Tag Archives: Roald Dahl Funny Prize

Bookwitch bites #64

The winners take it all. And the longlistees who haven’t won yet, might win later. One of them.

Andy Mulligan

I would say this, but I kept feeling that my feeling that I wanted to lay my hands on Andy Mulligan’s Return to Ribblestrop, just might mean he’d do well in the Guardian children’s fiction prize. And he did, but just so you know, I haven’t yet succeeded, so that will be why. And maybe the fact that it’s a tremendous book. I’m sure of that, even in my pre-reading state. It seems that Andy managed to be present at the prize event on Thursday evening, despite this photo showing him in some un-Londonesque high rise.

The Roald Dahl Funny Prize winners Liz Pichon, Peter Bently and Jim Field

It’s been quite a humourous week, if you don’t count my miserable week with a literary cold. The Guardian winning book didn’t have to be funny, except this time it was, but the Roald Dahl Funny Prize winners have to be. This year they are Liz Pichon, Peter Bently and Jim Field, and to be extremely fair, I haven’t read any of their books. But the people below have. I wouldn’t normally go for photos of judges, but then I thought they looked so nice, so why not?

The Roald Dahl Funny Prize judges Felicity Dahl, Francesca Simon, Michael Rosen, Danny Wallace, Grace Dent and Tony Ross.

The Carnegie longlist was announced last week, and as usual it’s a long list, full of excellent books. I have read 19 of them, which actually leaves rather a few still un-read. I won’t issue any predictions at this stage. The shortlist is easier to manage, so my tea leaves and I will get back to you then.

Someone who is both popular and funny, is Jeff Kinney who writes the Diary of a Wimpy Kid (and I’m afraid I can only manage to think of burgers). This successful man is about to appear at the Bath Festival of Children’s Literature on December 3rd. Yes I know, it does seem as if he’s a wee bit late. The festival was on in September, but apparently if you’re very big, they will make an exception. So if you’re into funny and angsty American cartoons, this event might be for you. The organisers wanted me to come to Bath for it, but you know me and my recent travel ban. I’ll stay put while they have all the fun.

Jeff Kinney at Bath Festival poster

I understand a couple of the actors from the film will be there as well. All glamour, in other words.

Funny Girls

I drank my tea and ate my toast while watching some breakfast television show with Philip Ardagh doing his utmost to avoid mentioning that the Louises had won the Roald Dahl Funny Prize. I kept thinking he’d slip up. (Sorry, P.)

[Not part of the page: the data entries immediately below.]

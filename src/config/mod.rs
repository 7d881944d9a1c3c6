//! Settings and fetch profiles.
//!
//! - [`Settings`]: environment/JSON runtime settings
//! - [`FetchProfile`]: immutable per-request behaviour, built from presets

pub mod profile;
pub mod settings;

pub use profile::{
    DelayRange, FetchProfile, FetchProfileBuilder, ProfileError, ProfilePreset, Viewport,
    WaitState, MAX_TIMEOUT, MIN_TIMEOUT,
};
pub use settings::{ConfigError, Settings};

Glad to hear that many children’s authors are both short and funny. Like their books. Which would make a certain person’s books extremely long… (Or is that a tall book..?)

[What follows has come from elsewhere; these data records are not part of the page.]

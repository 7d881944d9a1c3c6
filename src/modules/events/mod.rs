//! Event system for fetch orchestration.
//!
//! Every attempt classification, retry decision and session lifecycle change
//! is dispatched as a [`FetchEvent`] to registered handlers.

use chrono::{DateTime, Utc};
use std::sync::Arc;
use std::time::Duration;

use crate::fetch::failure::FailureKind;

#[derive(Debug, Clone)]
pub struct AttemptEvent {
    pub url: String,
    pub attempt: u32,
    pub proxy: Option<String>,
    pub session: Option<String>,
    pub timestamp: DateTime<Utc>,
}

#[derive(Debug, Clone)]
pub struct AttemptFailedEvent {
    pub url: String,
    pub attempt: u32,
    pub kind: FailureKind,
    pub reason: String,
    pub timestamp: DateTime<Utc>,
}

#[derive(Debug, Clone)]
pub struct RetryEvent {
    pub url: String,
    /// Attempt number about to start.
    pub attempt: u32,
    pub reason: String,
    pub scheduled_after: Duration,
    /// Set when the retry moves to another proxy.
    pub rotated_to: Option<String>,
    pub timestamp: DateTime<Utc>,
}

#[derive(Debug, Clone)]
pub struct SuccessEvent {
    pub url: String,
    pub final_url: String,
    pub status: u16,
    pub attempts: u32,
    pub latency: Duration,
    pub timestamp: DateTime<Utc>,
}

#[derive(Debug, Clone)]
pub struct RejectedEvent {
    pub url: String,
    pub code: &'static str,
    pub reason: String,
    pub timestamp: DateTime<Utc>,
}

#[derive(Debug, Clone, Copy, PartialEq, Eq, Hash)]
pub enum SessionAction {
    Created,
    Reused,
    Replaced,
    Closed,
}

#[derive(Debug, Clone)]
pub struct SessionEvent {
    pub key: String,
    pub action: SessionAction,
    pub timestamp: DateTime<Utc>,
}

#[derive(Debug, Clone)]
pub enum FetchEvent {
    Attempt(AttemptEvent),
    AttemptFailed(AttemptFailedEvent),
    Retry(RetryEvent),
    Success(SuccessEvent),
    Rejected(RejectedEvent),
    Session(SessionEvent),
}

impl FetchEvent {
    /// Level [`LoggingHandler`] writes this event at.
    pub fn level(&self) -> log::Level {
        match self {
            FetchEvent::Attempt(_) | FetchEvent::Session(_) => log::Level::Debug,
            FetchEvent::Retry(_) | FetchEvent::Success(_) => log::Level::Info,
            FetchEvent::AttemptFailed(_) | FetchEvent::Rejected(_) => log::Level::Warn,
        }
    }
}

/// Trait implemented by event handlers.
pub trait EventHandler: Send + Sync {
    fn handle(&self, event: &FetchEvent);
}

/// Dispatcher that broadcasts events to registered handlers.
#[derive(Default, Clone)]
pub struct EventDispatcher {
    handlers: Vec<Arc<dyn EventHandler>>,
}

impl EventDispatcher {
    pub fn new() -> Self {
        Self {
            handlers: Vec::new(),
        }
    }

    /// Dispatcher with a [`LoggingHandler`] registered.
    pub fn with_logging() -> Self {
        Self::with_logging_at(log::LevelFilter::Trace)
    }

    /// Dispatcher whose [`LoggingHandler`] drops events above `max_level`.
    pub fn with_logging_at(max_level: log::LevelFilter) -> Self {
        let mut dispatcher = Self::new();
        dispatcher.register_handler(Arc::new(LoggingHandler::new(max_level)));
        dispatcher
    }

    pub fn register_handler(&mut self, handler: Arc<dyn EventHandler>) {
        self.handlers.push(handler);
    }

    pub fn handler_count(&self) -> usize {
        self.handlers.len()
    }

    pub fn dispatch(&self, event: FetchEvent) {
        for handler in &self.handlers {
            handler.handle(&event);
        }
    }
}

impl std::fmt::Debug for EventDispatcher {
    fn fmt(&self, f: &mut std::fmt::Formatter<'_>) -> std::fmt::Result {
        f.debug_struct("EventDispatcher")
            .field("handlers", &self.handlers.len())
            .finish()
    }
}

/// Logs events using the `log` crate.
#[derive(Debug, Clone, Copy)]
pub struct LoggingHandler {
    max_level: log::LevelFilter,
}

impl LoggingHandler {
    pub fn new(max_level: log::LevelFilter) -> Self {
        Self { max_level }
    }

    pub fn max_level(&self) -> log::LevelFilter {
        self.max_level
    }

    pub fn logs(&self, event: &FetchEvent) -> bool {
        event.level() <= self.max_level
    }
}

impl Default for LoggingHandler {
    fn default() -> Self {
        Self::new(log::LevelFilter::Trace)
    }
}

impl EventHandler for LoggingHandler {
    fn handle(&self, event: &FetchEvent) {
        if !self.logs(event) {
            return;
        }
        match event {
            FetchEvent::Attempt(attempt) => {
                log::debug!(
                    "event=attempt url={} attempt={} proxy={} session={}",
                    attempt.url,
                    attempt.attempt,
                    attempt.proxy.as_deref().unwrap_or("direct"),
                    attempt.session.as_deref().unwrap_or("-")
                );
            }
            FetchEvent::AttemptFailed(failed) => {
                log::warn!(
                    "event=attempt_failed url={} attempt={} kind={} reason=\"{}\"",
                    failed.url,
                    failed.attempt,
                    failed.kind,
                    failed.reason
                );
            }
            FetchEvent::Retry(retry) => {
                log::info!(
                    "event=retry url={} attempt={} after={:.2}s proxy={} reason=\"{}\"",
                    retry.url,
                    retry.attempt,
                    retry.scheduled_after.as_secs_f64(),
                    retry.rotated_to.as_deref().unwrap_or("unchanged"),
                    retry.reason
                );
            }
            FetchEvent::Success(success) => {
                log::info!(
                    "event=success url={} final_url={} status={} attempts={} latency={:.2}s",
                    success.url,
                    success.final_url,
                    success.status,
                    success.attempts,
                    success.latency.as_secs_f64()
                );
            }
            FetchEvent::Rejected(rejected) => {
                log::warn!(
                    "event=rejected url={} code={} reason=\"{}\"",
                    rejected.url,
                    rejected.code,
                    rejected.reason
                );
            }
            FetchEvent::Session(session) => {
                log::debug!("event=session key={} action={:?}", session.key, session.action);
            }
        }
    }
}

Last year’s winner (that’s Philip again) looked quite presentable (this is turning into some lowlife glossy magazine) with freshly trimmed beard and hair and he seemed to have the tickling of small children down to a fine art. I don’t know where they could have found quite such tiny and cute children. And getting them out of bed even earlier than I had crawled downstairs. The little boy favoured Where’s Wally, which was not on the shortlist, but if you ask a child a question, you get an answer.

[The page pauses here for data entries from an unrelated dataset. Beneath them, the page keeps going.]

//! Host resolution seams.
//!
//! [`HostResolver`] is what the validator uses to see where a name points.
//! [`GuardedDnsResolver`] plugs the same address policy into `reqwest`, so the
//! address actually connected to is checked too (closes the DNS-rebinding gap
//! between validation and connect).

use std::collections::HashMap;
use std::fmt;
use std::io;
use std::net::{IpAddr, SocketAddr};
use std::sync::Arc;

use async_trait::async_trait;
use once_cell::sync::Lazy;
use reqwest::dns::{Addrs, Name, Resolve, Resolving};
use tokio::sync::Semaphore;

use super::destination::blocked_range;

/// Caps concurrent lookups issued by the guarded resolver.
static DNS_PERMITS: Lazy<Arc<Semaphore>> = Lazy::new(|| Arc::new(Semaphore::new(64)));

/// Resolves a host name to its addresses.
#[async_trait]
pub trait HostResolver: Send + Sync + fmt::Debug {
    async fn resolve(&self, host: &str, port: u16) -> io::Result<Vec<IpAddr>>;
}

/// The operating system resolver via `tokio::net::lookup_host`.
#[derive(Debug, Clone, Copy, Default)]
pub struct SystemResolver;

#[async_trait]
impl HostResolver for SystemResolver {
    async fn resolve(&self, host: &str, port: u16) -> io::Result<Vec<IpAddr>> {
        let addrs = tokio::net::lookup_host((host, port)).await?;
        Ok(addrs.map(|addr| addr.ip()).collect())
    }
}

/// Fixed host table; unknown names fail with `NotFound`.
#[derive(Debug, Clone, Default)]
pub struct StaticResolver {
    hosts: HashMap<String, Vec<IpAddr>>,
}

impl StaticResolver {
    /// Adds an entry. Addresses that do not parse are skipped.
    pub fn with_host<I, S>(mut self, host: &str, addrs: I) -> Self
    where
        I: IntoIterator<Item = S>,
        S: AsRef<str>,
    {
        let parsed = addrs
            .into_iter()
            .filter_map(|addr| addr.as_ref().parse::<IpAddr>().ok())
            .collect();
        self.hosts.insert(host.to_ascii_lowercase(), parsed);
        self
    }
}

#[async_trait]
impl HostResolver for StaticResolver {
    async fn resolve(&self, host: &str, _port: u16) -> io::Result<Vec<IpAddr>> {
        self.hosts
            .get(&host.to_ascii_lowercase())
            .cloned()
            .ok_or_else(|| io::Error::new(io::ErrorKind::NotFound, format!("unknown host {host}")))
    }
}

/// `reqwest` DNS hook that refuses names resolving to any blocked address.
#[derive(Debug, Clone)]
pub struct GuardedDnsResolver {
    inner: Arc<dyn HostResolver>,
}

impl GuardedDnsResolver {
    pub fn new(inner: Arc<dyn HostResolver>) -> Self {
        Self { inner }
    }
}

impl Default for GuardedDnsResolver {
    fn default() -> Self {
        Self::new(Arc::new(SystemResolver))
    }
}

impl Resolve for GuardedDnsResolver {
    fn resolve(&self, name: Name) -> Resolving {
        let inner = self.inner.clone();
        Box::pin(async move {
            let _permit = DNS_PERMITS
                .acquire()
                .await
                .map_err(|e| -> Box<dyn std::error::Error + Send + Sync> { Box::new(e) })?;

            let host = name.as_str().to_string();
            let addrs = inner
                .resolve(&host, 0)
                .await
                .map_err(|e| -> Box<dyn std::error::Error + Send + Sync> { Box::new(e) })?;

            if let Some((addr, range)) = addrs
                .iter()
                .find_map(|addr| blocked_range(*addr).map(|range| (*addr, range)))
            {
                return Err(Box::new(io::Error::new(
                    io::ErrorKind::PermissionDenied,
                    format!("destination blocked: '{host}' resolves to {range} address {addr}"),
                )) as Box<dyn std::error::Error + Send + Sync>);
            }

            let addrs: Addrs = Box::new(
                addrs
                    .into_iter()
                    .map(|ip| SocketAddr::new(ip, 0))
                    .collect::<Vec<_>>()
                    .into_iter(),
            );
            Ok(addrs)
        })
    }
}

Philip wrote in the Guardian on Saturday about the trials (and the odd bit of fun) of judging the prize. It’s a relief to learn that not all funny books are funny. And just because you think you are Julia Donaldson and believe you write like her, doesn’t mean you are or that you can.

Louise Rennison

Louise Yates and Louise Rennison can. Write funny, if not necessarily Gruffalo style. Louise Yates won the younger award for Dog Loves Books, inspired by one of the other shortlistees, Quentin Blake. And Louise Rennison triumphed with Withering Tights, which is such a delicious title.

I have adored the Rennison (here I thought it was going to be labour saving having two winners with the same name, whereas I now have to resort to surnames…) titles for years. I’ve never read her books, but each time I spy a new one I pause and enjoy the sheer wittiness of the title.

As a girl who likes humour, I’m more than satisfied with this double female win.